# WHAT TO PRODUCE
Identical copies of all the records below are needed.

# MATERIAL FOR THE TASK
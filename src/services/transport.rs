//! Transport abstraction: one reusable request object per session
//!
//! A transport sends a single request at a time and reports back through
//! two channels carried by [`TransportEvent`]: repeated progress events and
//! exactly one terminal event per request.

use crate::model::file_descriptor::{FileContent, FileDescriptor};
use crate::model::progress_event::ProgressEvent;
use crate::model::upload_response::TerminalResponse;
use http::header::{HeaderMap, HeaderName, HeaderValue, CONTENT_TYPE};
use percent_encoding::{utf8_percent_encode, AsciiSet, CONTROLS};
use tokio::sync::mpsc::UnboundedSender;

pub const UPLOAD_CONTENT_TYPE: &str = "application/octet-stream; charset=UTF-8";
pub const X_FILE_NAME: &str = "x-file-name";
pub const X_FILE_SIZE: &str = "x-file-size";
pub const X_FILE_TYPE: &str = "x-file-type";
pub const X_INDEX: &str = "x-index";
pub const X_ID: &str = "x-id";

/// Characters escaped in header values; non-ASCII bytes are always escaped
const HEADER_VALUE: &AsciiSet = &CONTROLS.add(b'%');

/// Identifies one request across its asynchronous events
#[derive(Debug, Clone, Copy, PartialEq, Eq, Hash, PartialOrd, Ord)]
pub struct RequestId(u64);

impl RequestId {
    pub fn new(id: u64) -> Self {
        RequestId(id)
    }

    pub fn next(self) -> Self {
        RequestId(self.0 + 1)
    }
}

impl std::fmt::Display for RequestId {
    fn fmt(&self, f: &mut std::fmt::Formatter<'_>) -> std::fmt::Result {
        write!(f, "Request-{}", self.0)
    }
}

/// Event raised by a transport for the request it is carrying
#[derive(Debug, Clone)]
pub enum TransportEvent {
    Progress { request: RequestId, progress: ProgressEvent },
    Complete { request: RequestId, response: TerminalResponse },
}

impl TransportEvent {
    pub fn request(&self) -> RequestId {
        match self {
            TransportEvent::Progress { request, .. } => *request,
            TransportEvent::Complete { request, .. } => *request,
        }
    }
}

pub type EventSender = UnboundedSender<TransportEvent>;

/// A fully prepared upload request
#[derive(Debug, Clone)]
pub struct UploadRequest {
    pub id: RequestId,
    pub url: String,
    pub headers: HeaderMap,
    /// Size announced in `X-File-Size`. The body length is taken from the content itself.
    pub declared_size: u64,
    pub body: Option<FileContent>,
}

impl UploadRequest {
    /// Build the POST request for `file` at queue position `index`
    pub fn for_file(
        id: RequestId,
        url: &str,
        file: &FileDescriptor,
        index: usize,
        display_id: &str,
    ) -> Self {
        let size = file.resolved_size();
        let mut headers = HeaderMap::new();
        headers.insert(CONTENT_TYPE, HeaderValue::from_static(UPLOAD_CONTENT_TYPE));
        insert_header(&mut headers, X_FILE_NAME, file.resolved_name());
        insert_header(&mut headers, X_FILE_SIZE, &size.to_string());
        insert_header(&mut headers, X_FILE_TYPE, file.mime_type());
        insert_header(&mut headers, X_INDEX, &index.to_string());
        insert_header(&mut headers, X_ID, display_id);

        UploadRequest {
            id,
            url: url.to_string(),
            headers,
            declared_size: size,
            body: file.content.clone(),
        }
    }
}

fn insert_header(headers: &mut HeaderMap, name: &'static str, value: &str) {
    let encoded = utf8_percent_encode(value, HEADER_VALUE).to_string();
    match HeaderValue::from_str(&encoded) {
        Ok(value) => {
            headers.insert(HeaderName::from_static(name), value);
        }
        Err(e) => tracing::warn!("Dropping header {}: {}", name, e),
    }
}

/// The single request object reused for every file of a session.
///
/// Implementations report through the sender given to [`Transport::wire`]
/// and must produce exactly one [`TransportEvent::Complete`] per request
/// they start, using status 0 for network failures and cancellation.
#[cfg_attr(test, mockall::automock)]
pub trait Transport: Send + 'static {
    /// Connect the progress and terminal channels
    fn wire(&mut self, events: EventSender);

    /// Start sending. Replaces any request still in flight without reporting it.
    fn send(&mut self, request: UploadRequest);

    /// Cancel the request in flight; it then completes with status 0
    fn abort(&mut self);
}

# RESPONSE TO THE TASK
filename src/services/transport.rs
//! Transport abstraction: one reusable request object per session
//!
//! A transport sends a single request at a time and reports back through
//! two channels carried by [`TransportEvent`]: repeated progress events and
//! exactly one terminal event per request.

use crate::model::file_descriptor::{FileContent, FileDescriptor};
use crate::model::progress_event::ProgressEvent;
use crate::model::upload_response::TerminalResponse;
use http::header::{HeaderMap, HeaderName, HeaderValue, CONTENT_TYPE};
use percent_encoding::{utf8_percent_encode, AsciiSet, CONTROLS};
use tokio::sync::mpsc::UnboundedSender;

pub const UPLOAD_CONTENT_TYPE: &str = "application/octet-stream; charset=UTF-8";
pub const X_FILE_NAME: &str = "x-file-name";
pub const X_FILE_SIZE: &str = "x-file-size";
pub const X_FILE_TYPE: &str = "x-file-type";
pub const X_INDEX: &str = "x-index";
pub const X_ID: &str = "x-id";

/// Characters escaped in header values; non-ASCII bytes are always escaped
const HEADER_VALUE: &AsciiSet = &CONTROLS.add(b'%');

/// Identifies one request across its asynchronous events
#[derive(Debug, Clone, Copy, PartialEq, Eq, Hash, PartialOrd, Ord)]
pub struct RequestId(u64);

impl RequestId {
    pub fn new(id: u64) -> Self {
        RequestId(id)
    }

    pub fn next(self) -> Self {
        RequestId(self.0 + 1)
    }
}

impl std::fmt::Display for RequestId {
    fn fmt(&self, f: &mut std::fmt::Formatter<'_>) -> std::fmt::Result {
        write!(f, "Request-{}", self.0)
    }
}

/// Event raised by a transport for the request it is carrying
#[derive(Debug, Clone)]
pub enum TransportEvent {
    Progress { request: RequestId, progress: ProgressEvent },
    Complete { request: RequestId, response: TerminalResponse },
}

impl TransportEvent {
    pub fn request(&self) -> RequestId {
        match self {
            TransportEvent::Progress { request, .. } => *request,
            TransportEvent::Complete { request, .. } => *request,
        }
    }
}

pub type EventSender = UnboundedSender<TransportEvent>;

/// A fully prepared upload request
#[derive(Debug, Clone)]
pub struct UploadRequest {
    pub id: RequestId,
    pub url: String,
    pub headers: HeaderMap,
    /// Size announced in `X-File-Size`. The body length is taken from the content itself.
    pub declared_size: u64,
    pub body: Option<FileContent>,
}

impl UploadRequest {
    /// Build the POST request for `file` at queue position `index`
    pub fn for_file(
        id: RequestId,
        url: &str,
        file: &FileDescriptor,
        index: usize,
        display_id: &str,
    ) -> Self {
        let size = file.resolved_size();
        let mut headers = HeaderMap::new();
        headers.insert(CONTENT_TYPE, HeaderValue::from_static(UPLOAD_CONTENT_TYPE));
        insert_header(&mut headers, X_FILE_NAME, file.resolved_name());
        insert_header(&mut headers, X_FILE_SIZE, &size.to_string());
        insert_header(&mut headers, X_FILE_TYPE, file.mime_type());
        insert_header(&mut headers, X_INDEX, &index.to_string());
        insert_header(&mut headers, X_ID, display_id);

        UploadRequest {
            id,
            url: url.to_string(),
            headers,
            declared_size: size,
            body: file.content.clone(),
        }
    }
}

fn insert_header(headers: &mut HeaderMap, name: &'static str, value: &str) {
    let encoded = utf8_percent_encode(value, HEADER_VALUE).to_string();
    match HeaderValue::from_str(&encoded) {
        Ok(value) => {
            headers.insert(HeaderName::from_static(name), value);
        }
        Err(e) => tracing::warn!("Dropping header {}: {}", name, e),
    }
}

/// The single request object reused for every file of a session.
///
/// Implementations report through the sender given to [`Transport::wire`]
/// and must produce exactly one [`TransportEvent::Complete`] per request
/// they start, using status 0 for network failures and cancellation.
#[cfg_attr(test, mockall::automock)]
pub trait Transport: Send + 'static {
    /// Connect the progress and terminal channels
    fn wire(&mut self, events: EventSender);

    /// Start sending. Replaces any request still in flight without reporting it.
    fn send(&mut self, request: UploadRequest);

    /// Cancel the request in flight; it then completes with status 0
    fn abort(&mut self);
}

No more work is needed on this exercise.